Levanta la cara; el resplandor de la luz de la calle deja ver que llora; no me atrevo a consolarla, tengo una junta importante mañana y necesito llegar con la mente clara; si la abrazo no va a parar allí, habrá que escucharla largo rato; imposible volver a conciliar el sueño; en la ventana, la luna desborda una sucia luminosidad.
—Ya, tranquilízate. Ven a la cama, también debes descansar.

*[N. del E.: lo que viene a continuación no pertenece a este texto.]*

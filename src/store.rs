//! Document and chunk persistence.
//!
//! All document mutations from the pipeline go through targeted field
//! updates — never whole-record saves — so concurrent writes to unrelated
//! fields are not clobbered. The only multi-statement write is
//! [`commit_chunks`], which finalizes a successful ingestion run in a
//! single transaction.

use sqlx::{Row, SqlitePool};

use crate::models::{Chunk, ChunkingStatus, Document};

pub async fn get_document(
    pool: &SqlitePool,
    id: &str,
) -> Result<Option<Document>, sqlx::Error> {
    let row = sqlx::query(
        "SELECT id, name, file_key, extracted_text, chunking_status, last_error, retry_count, owner, created_at
         FROM documents WHERE id = ?",
    )
    .bind(id)
    .fetch_optional(pool)
    .await?;

    row.map(row_to_document).transpose()
}

pub async fn insert_document<'e, E>(db: E, doc: &Document) -> Result<(), sqlx::Error>
where
    E: sqlx::Executor<'e, Database = sqlx::Sqlite>,
{
    sqlx::query(
        r#"
        INSERT INTO documents (id, name, file_key, extracted_text, chunking_status, last_error, retry_count, owner, created_at)
        VALUES (?, ?, ?, ?, ?, ?, ?, ?, ?)
        "#,
    )
    .bind(&doc.id)
    .bind(&doc.name)
    .bind(&doc.file_key)
    .bind(&doc.extracted_text)
    .bind(doc.chunking_status.as_str())
    .bind(&doc.last_error)
    .bind(doc.retry_count)
    .bind(&doc.owner)
    .bind(doc.created_at)
    .execute(db)
    .await?;

    Ok(())
}

/// Mark a document as being processed. Targeted update.
pub async fn mark_processing(pool: &SqlitePool, id: &str) -> Result<(), sqlx::Error> {
    sqlx::query("UPDATE documents SET chunking_status = ? WHERE id = ?")
        .bind(ChunkingStatus::Processing.as_str())
        .bind(id)
        .execute(pool)
        .await?;
    Ok(())
}

/// Record a failure: status to `error`, reason into `last_error`.
pub async fn record_error(
    pool: &SqlitePool,
    id: &str,
    message: &str,
) -> Result<(), sqlx::Error> {
    sqlx::query("UPDATE documents SET chunking_status = ?, last_error = ? WHERE id = ?")
        .bind(ChunkingStatus::Error.as_str())
        .bind(message)
        .bind(id)
        .execute(pool)
        .await?;
    Ok(())
}

/// Record the queue delivery attempt that is processing this document.
/// Informational only; `retry_count` counts deliveries beyond the first.
pub async fn record_attempt(
    pool: &SqlitePool,
    id: &str,
    delivery_attempt: i64,
) -> Result<(), sqlx::Error> {
    sqlx::query("UPDATE documents SET retry_count = ? WHERE id = ?")
        .bind(delivery_attempt.saturating_sub(1))
        .bind(id)
        .execute(pool)
        .await?;
    Ok(())
}

/// Reset a document so an operator can schedule another run. Returns
/// false if the id does not exist.
pub async fn reset_for_reprocess(pool: &SqlitePool, id: &str) -> Result<bool, sqlx::Error> {
    let result = sqlx::query(
        "UPDATE documents SET chunking_status = ?, last_error = NULL WHERE id = ?",
    )
    .bind(ChunkingStatus::Pending.as_str())
    .bind(id)
    .execute(pool)
    .await?;
    Ok(result.rows_affected() > 0)
}

/// Finalize a successful run: bulk-insert the chunks and flip the document
/// to `done` in one transaction.
///
/// Chunk inserts use `INSERT OR IGNORE`, so rows colliding with a prior
/// partial run (same `(document_id, chunk_index)`) are silently skipped
/// instead of failing the batch.
pub async fn commit_chunks(
    pool: &SqlitePool,
    document_id: &str,
    extracted_text: &str,
    chunks: &[Chunk],
) -> Result<(), sqlx::Error> {
    let mut tx = pool.begin().await?;

    for chunk in chunks {
        sqlx::query(
            r#"
            INSERT OR IGNORE INTO chunks (id, document_id, chunk_index, content, token_count, embedding, created_at)
            VALUES (?, ?, ?, ?, ?, ?, ?)
            "#,
        )
        .bind(&chunk.id)
        .bind(&chunk.document_id)
        .bind(chunk.chunk_index)
        .bind(&chunk.content)
        .bind(chunk.token_count)
        .bind(&chunk.embedding)
        .bind(chunk.created_at)
        .execute(&mut *tx)
        .await?;
    }

    sqlx::query(
        "UPDATE documents SET extracted_text = ?, chunking_status = ?, last_error = NULL WHERE id = ?",
    )
    .bind(extracted_text)
    .bind(ChunkingStatus::Done.as_str())
    .bind(document_id)
    .execute(&mut *tx)
    .await?;

    tx.commit().await?;
    Ok(())
}

pub async fn chunk_count(pool: &SqlitePool, document_id: &str) -> Result<i64, sqlx::Error> {
    sqlx::query_scalar("SELECT COUNT(*) FROM chunks WHERE document_id = ?")
        .bind(document_id)
        .fetch_one(pool)
        .await
}

fn row_to_document(row: sqlx::sqlite::SqliteRow) -> Result<Document, sqlx::Error> {
    let status_str: String = row.get("chunking_status");
    let chunking_status = ChunkingStatus::parse(&status_str).ok_or_else(|| {
        sqlx::Error::Decode(format!("invalid chunking_status: {}", status_str).into())
    })?;

    Ok(Document {
        id: row.get("id"),
        name: row.get("name"),
        file_key: row.get("file_key"),
        extracted_text: row.get("extracted_text"),
        chunking_status,
        last_error: row.get("last_error"),
        retry_count: row.get("retry_count"),
        owner: row.get("owner"),
        created_at: row.get("created_at"),
    })
}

Ella sigue sentada, sollozante; me reclino en la almohada; cierro los ojos y trato de poner mi mente en blanco; necesito dormir; en un rato comenzará a clarear y habrá que ir a la oficina; para entonces, las píldoras que ha tomado empezarán a hacerle efecto; ahora se inclina hacia mí, me estrecha y vuelve a llorar; no tengo otra opción que abrazarla; su cuerpo se amolda al mío; si espera palabras de aliento, sólo obtiene un tranquilízate repetitivo que me hace sentir ridículo; después de unos minutos cesa, se aparta y se recuesta sobre su costado, dándome la espalda; pronto el sueño la arrebata, como si todo lo anterior lo hubiera hecho nada más por joder; su ronquido rasposo me exaspera; con cuidado me pongo de pie: no tiene caso hacer el tonto tratando de dormirse esta madrugada; el cielo se torna grisáceo en la ventana; ya casi amanece; me llega el sonido del tráfico que se desliza, próximo, sobre el asfalto; una luz se enciende en la cocina de la casa de enfrente, las hojas del ficus del jardín delantero brillan con el rocío; nadie en la calle; por fin el doberman se ha callado; silencio en la casa; ni siquiera el rumor de la máquina de oxígeno, ni siquiera.